Mars 2017. L’équipe de Wilfried lance un crowdfunding sur la plateforme Ulule pour financer la création du magazine. Le projet réussit son premier test face au public en atteignant facilement l’objectif de 30.000 euros. Plus de 500 lecteurs et lectrices achètent par avance un exemplaire du numéro 1 ou un abonnement d’un an. Pour 100 euros, on peut même s’abonner à vie.
15 juin 2017. Le soleil est éclatant, il fait chaud. Le tout premier Wilfried apparaît dans les librairies. François De Brigode parle de nous au JT. Des centaines de personnes se retrouvent chez Madame Moustache, un club de la place Sainte-Catherine à Bruxelles, pour une soirée de baptême dont certains se souviennent encore.
Cette fois, ce n’est plus un projet, une idée, mais une petite entreprise de presse à l’existence bien réelle. Le début d’une longue aventure.
Quelques dates clés
Octobre 2017. Parution du n°2, avec un long portrait de Jean-Michel Javaux par François Brabant qui sera couronné par le prix Belfius de presse écrite. Dès sa première année, l’originalité de Wilfried est reconnue par la profession.
Mars 2018. Au sommaire du n°3 : un long entretien avec Bart De Wever sur sa passion pour la Rome antique. L’interview fait grand bruit, Paul Magnette en parle sur le plateau de Christophe Deborsu et plusieurs médias flamands y consacrent leur Une.
Juin 2019. Ouverture de la coopérative et lancement d’un appel public à l’épargne. L’entrée au capital de quelque 340 citoyens et citoyennes, ainsi que de la Région bruxelloise (via le mécanisme Coop Us de soutien aux coopératives), marque un nouveau pas dans la professionnalisation de la petite entreprise Wilfried.
Janvier 2020. Dans notre n°10, à l’occasion d’un entretien croisé avec le président du parti Défi François De Smet, l’informateur royal Georges-Louis Bouchez se déclare, « si ça ne tenait qu’à lui », en faveur d’un retour à la Belgique unitaire. Les propos, repris en boucle par tous les médias et longuement commentés par les experts, provoquent un petit séisme politique et engagent un débat plus profond sur le bilan des réformes de l’Etat.

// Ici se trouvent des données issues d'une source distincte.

use serde::{Deserialize, Serialize};

use lotofacil_db::models::{format_dezena, DrawRecord, UNIVERSE_SIZE};

/// Un numéro et son nombre d'occurrences.
#[derive(Debug, Clone, PartialEq, Eq, Serialize, Deserialize)]
pub struct NumberFrequency {
    pub number: String,
    pub quantity: u32,
}

/// Occurrences de chaque numéro 01-25 sur tout l'historique, triées par
/// fréquence décroissante. À égalité, l'ordre croissant des numéros est
/// conservé (tri stable sur l'univers).
pub fn count_number_frequencies(draws: &[DrawRecord]) -> Vec<NumberFrequency> {
    let mut counts = vec![0u32; UNIVERSE_SIZE as usize];

    for draw in draws {
        for n in draw.numbers() {
            counts[(n - 1) as usize] += 1;
        }
    }

    let mut stats: Vec<NumberFrequency> = (1..=UNIVERSE_SIZE)
        .map(|n| NumberFrequency {
            number: format_dezena(n),
            quantity: counts[(n - 1) as usize],
        })
        .collect();

    stats.sort_by(|a, b| b.quantity.cmp(&a.quantity));
    tracing::debug!(draws = draws.len(), "fréquences calculées");
    stats
}

#[cfg(test)]
mod tests {
    use super::*;
    use crate::make_test_draws;

    fn scenario_draws() -> Vec<DrawRecord> {
        vec![
            DrawRecord::new(1, &[1, 3, 5, 7, 9]),
            DrawRecord::new(2, &[1, 3, 6, 8, 9]),
            DrawRecord::new(3, &[2, 4, 6, 8, 10]),
        ]
    }

    #[test]
    fn test_top_three_tied() {
        let stats = count_number_frequencies(&scenario_draws());
        let top: Vec<&str> = stats.iter().take(5).map(|s| s.number.as_str()).collect();
        // 01, 03, 06, 08, 09 ont tous 2 occurrences, dans l'ordre croissant
        assert_eq!(top, vec!["01", "03", "06", "08", "09"]);
        assert!(stats.iter().take(5).all(|s| s.quantity == 2));
        assert!(stats.iter().skip(5).all(|s| s.quantity <= 1));
    }

    #[test]
    fn test_covers_universe() {
        let stats = count_number_frequencies(&make_test_draws(40));
        assert_eq!(stats.len(), 25);
        let mut numbers: Vec<&str> = stats.iter().map(|s| s.number.as_str()).collect();
        numbers.sort();
        let expected: Vec<String> = (1..=25).map(format_dezena).collect();
        assert_eq!(numbers, expected);
    }

    #[test]
    fn test_counts_sum_to_draw_size() {
        let draws = make_test_draws(40);
        let stats = count_number_frequencies(&draws);
        let total: u32 = stats.iter().map(|s| s.quantity).sum();
        assert_eq!(total, 15 * 40);
    }

    #[test]
    fn test_sorted_descending() {
        let stats = count_number_frequencies(&make_test_draws(33));
        assert!(stats.windows(2).all(|w| w[0].quantity >= w[1].quantity));
    }

    #[test]
    fn test_out_of_range_ignored() {
        let mut draw = DrawRecord::new(1, &[1, 2]);
        if let Some(d) = draw.dezenas.as_mut() {
            d.push("26".into());
            d.push("00".into());
        }
        let stats = count_number_frequencies(&[draw]);
        let total: u32 = stats.iter().map(|s| s.quantity).sum();
        assert_eq!(total, 2);
    }

    #[test]
    fn test_empty_history_zero_counts() {
        let stats = count_number_frequencies(&[]);
        assert_eq!(stats.len(), 25);
        assert_eq!(stats[0].number, "01");
        assert!(stats.iter().all(|s| s.quantity == 0));
    }

    #[test]
    fn test_idempotent() {
        let draws = make_test_draws(25);
        assert_eq!(count_number_frequencies(&draws), count_number_frequencies(&draws));
    }
}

Mars 2020. Première assemblée générale de la coopérative à Louvain-la-Neuve. Une soixantaine de personnes font le déplacement. Les journalistes Sophie Mignon et Pascal Verbeken expliquent les réalités de leur métier, et pourquoi ils croient toujours dans la presse écrite… mais renouvelée et innovante. Le philosophe Philippe Van Parijs et le chanteur David Mendez sont aussi présents pour marquer leur attachement au projet éditorial de Wilfried.
Juin 2020. Wilfried publie une enquête sur Frank Robben, « l’omniscience de l’Etat derrière le traçage du Covid-19 », qui fait grand bruit. La RTBF ouvre son JT avec ce sujet. Quelques jours plus tard, Frank Robben apprend qu’il sera auditionné par le parlement pour conflit d’intérêts présumé.
Septembre 2020. Wilfried a un petit frère. Il s’appelle Eddy et s’introduit dans toutes les librairies de Belgique. Même ton, même format que son prédécesseur, mais un contenu orienté sur le sport – aussi bien féminin que masculin. En parallèle, notre nouveau site web est mis en ligne.
Octobre 2020. Tournant majeur dans l’histoire de notre coopérative : le premier numéro de Wilfried en néerlandais voit le jour, simultanément à la parution du numéro 13 en français. Piloté par Pascal Verbeken, le pape du journalisme narratif en Flandre, « de raconteur van België » propose un contenu pour moitié commun avec son frère francophone. « Het luxueus vormgegeven kwartaalblad Wilfried, dat slow journalism hoog in het vaandel voert en de raconteur of verteller van België wil zijn, trekt na drie jaar de taalgrens over », écrit à ce propos l’hebdomadaire Knack.